Cinacalcet Chloride Is Efficient and Safe in Renal Transplant Recipients with Posttransplant HyperparathyroidismBACKGROUND: Persistent hyperparathyroidism (HPT) is observed in approximately 50% of kidney transplant recipients one year after transplantation. It may result in hypercalcemia, hypophosphatemia, bone demineralization, vascular calcification, lithiasis, and participate in chronic allograft nephropathy. We evaluated the use of the calcimimetic cinacalcet chloride to correct chronic hypercalcemia in posttransplant HPT, in a prospective single-center study. METHODS: Nine patients with persistent hypercalcemia (>2.6 mmol/L) and stable graft function were treated with cinacalcet (30 mg/day, thereafter adapted to obtain normal serum Ca levels) for six months. Their immunosuppressive schedule included mycophenolate mofetil (MMF), steroids, and cyclosporine A (4), tacrolimus (4), or sirolimus (2). RESULTS: Serum Ca levels significantly decreased from 2.75+/-0.15 to 2.59+/-0.10, 2.42+/-0.29 and 2.44+/-0.25 mmol/L by one, two, and six months, respectively (P<0.02, Wilcoxon test for paired data, for all the data points).
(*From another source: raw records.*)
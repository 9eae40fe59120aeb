//! Resolved request identity

use serde::{Deserialize, Serialize};

/// Decoded identity claim of the current request.
///
/// Produced by an external token codec; `role` is the application-level
/// role carried in the claim, not a database role.
#[derive(Debug, Clone, PartialEq, Eq, Serialize, Deserialize)]
pub struct Viewer {
    pub id: i64,
    pub email: String,
    pub role: String,
}

impl Viewer {
    pub fn new(id: i64, email: impl Into<String>, role: impl Into<String>) -> Self {
        Self {
            id,
            email: email.into(),
            role: role.into(),
        }
    }
}

/// Viewer id as bound into viewer-relative queries
pub fn viewer_id(viewer: Option<&Viewer>) -> Option<i64> {
    viewer.map(|v| v.id)
}
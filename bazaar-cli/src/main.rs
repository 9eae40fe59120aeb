//! bazaar CLI - operator tool for the classifieds marketplace database
//!
//! - Schema migration and role grants (`migrate`)
//! - Viewer-relative feed inspection (`feed`, `search`, `categories`)
//! - User registration (`register`)
//! - Connection config management (`config`)

use std::path::{Path, PathBuf};

use anyhow::{Context, Result};
use bazaar_core::{BazaarConfig, RoleRegistry};
use clap::{Parser, Subcommand};

mod commands;
mod tracing_setup;

#[derive(Parser, Debug)]
#[command(
    name = "bazaar",
    author,
    version,
    about = "Role-scoped access to the bazaar marketplace database",
    long_about = "Apply the adv schema and grants, inspect viewer-relative listing feeds, \
                  and register users through the same services the marketplace uses."
)]
struct Cli {
    /// Enable debug logging
    #[arg(long, global = true)]
    debug: bool,

    /// Config file (default: ~/.bazaar/config.toml)
    #[arg(long, global = true, env = "BAZAAR_CONFIG")]
    config: Option<PathBuf>,

    #[command(subcommand)]
    command: Commands,
}

#[derive(Subcommand, Debug)]
enum Commands {
    /// Create or update the adv schema (admin role)
    Migrate(commands::migrate::MigrateArgs),
    /// Show the listing feed, optionally relative to a viewer
    Feed(commands::feed::FeedArgs),
    /// Search listings by keyword
    Search(commands::search::SearchArgs),
    /// List categories
    Categories(commands::categories::CategoriesArgs),
    /// Register a new user
    Register(commands::register::RegisterArgs),
    /// Manage bazaar configuration (init, path, show)
    Config(commands::config::ConfigArgs),
}

fn load_config(path: Option<&Path>) -> Result<BazaarConfig> {
    match path {
        Some(path) => BazaarConfig::load_from(path)
            .with_context(|| format!("Failed to load config from {}", path.display())),
        None => BazaarConfig::load_or_default().context("Failed to load config"),
    }
}

/// Run a database command against a registry built from `config`.
async fn run_database_command(command: Commands, config: &BazaarConfig) -> Result<()> {
    let registry = RoleRegistry::from_config(config);

    let result = match command {
        Commands::Migrate(args) => commands::migrate::run_migrate(args, &registry, config).await,
        Commands::Feed(args) => commands::feed::run_feed(args, &registry).await,
        Commands::Search(args) => commands::search::run_search(args, &registry).await,
        Commands::Categories(args) => commands::categories::run_categories(args, &registry).await,
        Commands::Register(args) => commands::register::run_register(args, &registry).await,
        Commands::Config(args) => commands::config::run_config(args, None),
    };

    registry.close().await;
    result
}

#[tokio::main]
async fn main() -> Result<()> {
    dotenvy::dotenv().ok();
    let cli = Cli::parse();
    tracing_setup::init(&tracing_setup::TracingConfig { debug: cli.debug }).ok();

    match cli.command {
        // Config management must work before any config exists
        Commands::Config(args) => commands::config::run_config(args, cli.config.as_deref()),
        command => {
            let config = load_config(cli.config.as_deref())?;
            run_database_command(command, &config).await
        }
    }
}
use std::sync::Arc;

use crate::db::LikedRepository;
use crate::error::Result;
use crate::models::{Advert, Liked};

pub struct LikedService {
    repo: Arc<dyn LikedRepository>,
}

impl LikedService {
    pub fn new(repo: Arc<dyn LikedRepository>) -> Self {
        Self { repo }
    }

    /// `None` when already favorited.
    pub async fn add_to_liked(&self, customer_id: i64, advert_id: i64) -> Result<Option<Liked>> {
        Ok(self.repo.add_to_liked(customer_id, advert_id).await?)
    }

    pub async fn remove_from_liked(&self, customer_id: i64, advert_id: i64) -> Result<()> {
        Ok(self.repo.remove_from_liked(customer_id, advert_id).await?)
    }

    pub async fn get_liked_by_user(&self, customer_id: i64) -> Result<Vec<Advert>> {
        Ok(self.repo.get_liked_by_user(customer_id).await?)
    }

    pub async fn is_liked(&self, customer_id: i64, advert_id: i64) -> Result<bool> {
        Ok(self.repo.is_liked(customer_id, advert_id).await?)
    }
}
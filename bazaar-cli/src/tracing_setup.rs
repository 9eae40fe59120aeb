//! Tracing setup for the bazaar CLI
//!
//! Usage:
//!   bazaar --debug ...                 # Debug logging to console
//!   RUST_LOG=bazaar_core=debug bazaar  # Fine-grained log control
//!
//! Logs go to stderr so `--json` output on stdout stays parseable.

use anyhow::{anyhow, Result};
use tracing_subscriber::EnvFilter;

/// Tracing configuration options
#[derive(Debug, Clone, Default)]
pub struct TracingConfig {
    /// Enable debug logging (sets RUST_LOG=debug if not already set)
    pub debug: bool,
}

/// Initialize console tracing
pub fn init(config: &TracingConfig) -> Result<()> {
    let filter = if config.debug {
        // Debug mode: set debug level unless RUST_LOG is explicitly set
        EnvFilter::try_from_default_env().unwrap_or_else(|_| EnvFilter::new("debug"))
    } else {
        EnvFilter::try_from_default_env().unwrap_or_else(|_| EnvFilter::new("info"))
    };

    tracing_subscriber::fmt()
        .with_env_filter(filter)
        .with_target(config.debug) // Show targets in debug mode
        .with_writer(std::io::stderr)
        .compact()
        .try_init()
        .map_err(|err| anyhow!(err))
}
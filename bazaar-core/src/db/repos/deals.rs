//! Deal repository
//!
//! Unlike the other writes, a failed deal is never settled quietly: the
//! buyer has to be told the purchase did not record.

use std::sync::Arc;

use async_trait::async_trait;
use sqlx::Connection;

use super::DbError;
use crate::db::Session;
use crate::models::{Advert, Deal, DEAL_PENDING, DEFAULT_DEAL_ADDRESS};

#[async_trait]
pub trait DealRepository: Send + Sync {
    /// Record a purchase. Every failure, duplicates included, is an error.
    async fn create_deal(&self, customer_id: i64, advert_id: i64) -> Result<Deal, DbError>;

    /// Adverts the customer has bought, most recent deal first.
    async fn get_deals_by_user(&self, customer_id: i64) -> Result<Vec<Advert>, DbError>;

    async fn is_in_deals(&self, customer_id: i64, advert_id: i64) -> Result<bool, DbError>;
}

pub struct PgDealRepository {
    session: Arc<Session>,
}

impl PgDealRepository {
    pub fn new(session: Arc<Session>) -> Self {
        Self { session }
    }
}

#[async_trait]
impl DealRepository for PgDealRepository {
    async fn create_deal(&self, customer_id: i64, advert_id: i64) -> Result<Deal, DbError> {
        let mut conn = self.session.connection().await?;
        let mut tx = Connection::begin(&mut **conn).await?;

        let inserted = sqlx::query_as::<_, Deal>(
            r#"
            INSERT INTO adv.deals (id_customer, id_advert, address, status)
            VALUES ($1, $2, $3, $4)
            RETURNING id, id_advert, id_customer, date_created, status, address
            "#,
        )
        .bind(customer_id)
        .bind(advert_id)
        .bind(DEFAULT_DEAL_ADDRESS)
        .bind(DEAL_PENDING)
        .fetch_one(&mut *tx)
        .await;

        match inserted {
            Ok(deal) => {
                tx.commit().await?;
                tracing::info!(deal_id = deal.id, customer_id, advert_id, "deal recorded");
                Ok(deal)
            }
            Err(err) => {
                if let Err(rollback_err) = tx.rollback().await {
                    tracing::error!(error = %rollback_err, "deal rollback failed");
                }
                tracing::error!(customer_id, advert_id, error = %err, "deal not recorded");
                Err(err.into())
            }
        }
    }

    async fn get_deals_by_user(&self, customer_id: i64) -> Result<Vec<Advert>, DbError> {
        let mut conn = self.session.connection().await?;
        let adverts = sqlx::query_as::<_, Advert>(
            r#"
            SELECT a.id, a.content, a.description, a.id_category, a.price, a.status,
                   a.id_seller, a.date_created
            FROM adv.deals d
            JOIN adv.adverts a ON a.id = d.id_advert
            WHERE d.id_customer = $1
            ORDER BY d.date_created DESC, d.id DESC
            "#,
        )
        .bind(customer_id)
        .fetch_all(&mut **conn)
        .await?;
        Ok(adverts)
    }

    async fn is_in_deals(&self, customer_id: i64, advert_id: i64) -> Result<bool, DbError> {
        let mut conn = self.session.connection().await?;
        let exists: bool = sqlx::query_scalar(
            "SELECT EXISTS (SELECT 1 FROM adv.deals WHERE id_customer = $1 AND id_advert = $2)",
        )
        .bind(customer_id)
        .bind(advert_id)
        .fetch_one(&mut **conn)
        .await?;
        Ok(exists)
    }
}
Parathyroid hormone (PTH) serum levels decreased from 171+/-102 to 134+/-63 pg/ml by two months (P<0.05) and stabilized thereafter (148+/-99 pg/ml at six months; NS). No changes in glomerular filtration rate (49.8+/-18.6 and 51.3+/-19 ml/min at initiation and six months, respectively) and no variation in serum concentration of the immunosuppressive drugs were observed. Three patients withdrew the treatment because gastrointestinal intolerance. CONCLUSION: Cinacalcet allows the correction of hypercalcemia with no interference in immunosuppressive treatment or renal function. However, whether the increased intolerance observed was due to the association of cinacalcet chloride with other drugs required in renal transplantation (e.g., MMF) needs to be assessed.